July 9, 2012 - 17:00 AMT
Mladic trial resumes to hear survivor

The war crimes trial of Bosnian Serb ex-army chief Ratko Mladic is about to hear from its first witness, who survived a mass execution in 1992, BBC News reported.

Elvedin Pasic will describe the attack by Serb forces on the Bosnian village of Grabovica, where about 150 people were killed, prosecutors say.

Gen Mladic denies 11 charges of war crimes and crimes against humanity dating back to the 1992-95 Bosnian War.

The trial was halted in May because of "irregularities" by the prosecution.

The UN war crimes tribunal for the former Yugoslavia in The Hague said the suspension was the result of an error in the disclosure of documents to the defense.

Gen Mladic, now 70, is the last of the key figures wanted for war crimes during the Bosnian War. On the run for 16 years before his arrest, Gen Mladic has refused to enter a plea.
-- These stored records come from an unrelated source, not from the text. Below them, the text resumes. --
//! Data Log
//!
//! Append-only record storage. A record is written once and never modified:
//!
//! ```text
//! ┌──────────┬──────────┬───────────────┬─────────────────┐
//! │ klen u32 │ vlen u32 │ key (klen)    │ value (vlen)    │
//! └──────────┴──────────┴───────────────┴─────────────────┘
//! ```
//!
//! An overwrite or delete appends a new record and repoints the index; a delete
//! is a record with `vlen == 0`. Superseded records stay in the file forever.

use crate::error::{KvError, Result};

use super::file::MappedFile;
use super::layout::{Layout, RecordHeader};

/// Append a record and return its offset
pub fn append(file: &mut MappedFile, key: &[u8], value: &[u8]) -> Result<u64> {
    let header = RecordHeader {
        klen: u32::try_from(key.len()).map_err(|_| KvError::RecordTooLarge(key.len()))?,
        vlen: u32::try_from(value.len()).map_err(|_| KvError::RecordTooLarge(value.len()))?,
    };

    let off = file.alloc(header.record_len())?;
    file.write_struct(off, &header)?;
    file.write(RecordHeader::key_offset(off), key)?;
    file.write(header.value_offset(off), value)?;

    Ok(off)
}

/// Decode the length prefix of the record at `off`
pub fn record_header(file: &MappedFile, off: u64) -> Result<RecordHeader> {
    file.read_struct(off)
}

/// Whether the record at `off` stores exactly `key`
///
/// Compares the stored length first, then the bytes in place.
pub fn key_matches(file: &MappedFile, off: u64, key: &[u8]) -> Result<bool> {
    let header = record_header(file, off)?;
    if header.klen as usize != key.len() {
        return Ok(false);
    }
    Ok(file.compare(RecordHeader::key_offset(off), key)?.is_eq())
}

/// Copy a prefix of the record's key into `buf`; returns the stored length
pub fn read_key_into(
    file: &MappedFile,
    off: u64,
    header: &RecordHeader,
    buf: &mut [u8],
) -> Result<usize> {
    let n = buf.len().min(header.klen as usize);
    file.read(RecordHeader::key_offset(off), &mut buf[..n])?;
    Ok(header.klen as usize)
}

/// Copy a prefix of the record's value into `buf`; returns the stored length
pub fn read_value_into(
    file: &MappedFile,
    off: u64,
    header: &RecordHeader,
    buf: &mut [u8],
) -> Result<usize> {
    let n = buf.len().min(header.vlen as usize);
    file.read(header.value_offset(off), &mut buf[..n])?;
    Ok(header.vlen as usize)
}

/// Read a whole record
pub fn read_record(file: &MappedFile, off: u64) -> Result<(Vec<u8>, Vec<u8>)> {
    let header = record_header(file, off)?;
    let key = file
        .slice(RecordHeader::key_offset(off), header.klen as u64)?
        .to_vec();
    let value = file
        .slice(header.value_offset(off), header.vlen as u64)?
        .to_vec();
    Ok((key, value))
}

// =============================================================================
// Sequential Scan
// =============================================================================

/// A record found by a sequential scan
#[derive(Debug, Clone, PartialEq, Eq)]
pub struct LogEntry {
    /// Offset of the record header
    pub offset: u64,
    pub key: Vec<u8>,
    pub value: Vec<u8>,
}

/// Walks the log in append order without consulting the index
///
/// Bucket-array markers (`klen == 0`) and tombstones (`vlen == 0`) are stepped
/// over. Superseded versions of a key are yielded too.
pub struct LogScanner<'a> {
    file: &'a MappedFile,
    pos: u64,
    end: u64,
    failed: bool,
}

impl<'a> LogScanner<'a> {
    /// Scan records between `start` and `end`
    pub fn new(file: &'a MappedFile, start: u64, end: u64) -> Self {
        Self {
            file,
            pos: start,
            end,
            failed: false,
        }
    }

    fn step(&mut self) -> Result<Option<LogEntry>> {
        while self.pos < self.end {
            let off = self.pos;
            if off + RecordHeader::SIZE as u64 > self.end {
                return Err(KvError::Format(format!("truncated record header at {}", off)));
            }

            let header = record_header(self.file, off)?;
            let next = off + header.record_len();
            if next > self.end {
                return Err(KvError::Format(format!("truncated record at {}", off)));
            }
            self.pos = next;

            if header.klen == 0 || header.vlen == 0 {
                continue;
            }

            let (key, value) = read_record(self.file, off)?;
            return Ok(Some(LogEntry {
                offset: off,
                key,
                value,
            }));
        }
        Ok(None)
    }
}

impl<'a> Iterator for LogScanner<'a> {
    type Item = Result<LogEntry>;

    fn next(&mut self) -> Option<Self::Item> {
        if self.failed {
            return None;
        }
        match self.step() {
            Ok(entry) => entry.map(Ok),
            Err(e) => {
                self.failed = true;
                Some(Err(e))
            }
        }
    }
}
Some of the relatives of victims and survivors of the war have expressed concern that if the trial takes too long, Gen Mladic, who has suffered from heart problems, will die before a verdict is reached.

Pasic would "describe the destruction and damage to residential property, attacks on villages [and] the persecution of non-Serbs", the prosecutors said in a witness list before the court.

They said their witness, a Bosniak (Bosnian Muslim) who was a teenager at the time, would recall how he was separated from other men in his family and later "survived the execution of around 150 people in November 1992 in the village of Grabovica".

Later this week, the court is due to hear from the retired British general, Sir Richard Dannatt, who served as deputy commander of NATO's force in Bosnia.

However, the Mladic defense team has called for his expert evidence to be thrown out.

There will also be an anonymous witness, who survived the 1995 Srebrenica massacre. He is expected to tell the court how he saw prisoners being lined up in groups of 10 and executed.

Around 8,000 Bosniak men and boys from Srebrenica were killed after the town was overrun by Bosnian Serb forces in July of that year - in what was the worst atrocity in Europe since the end of World War II.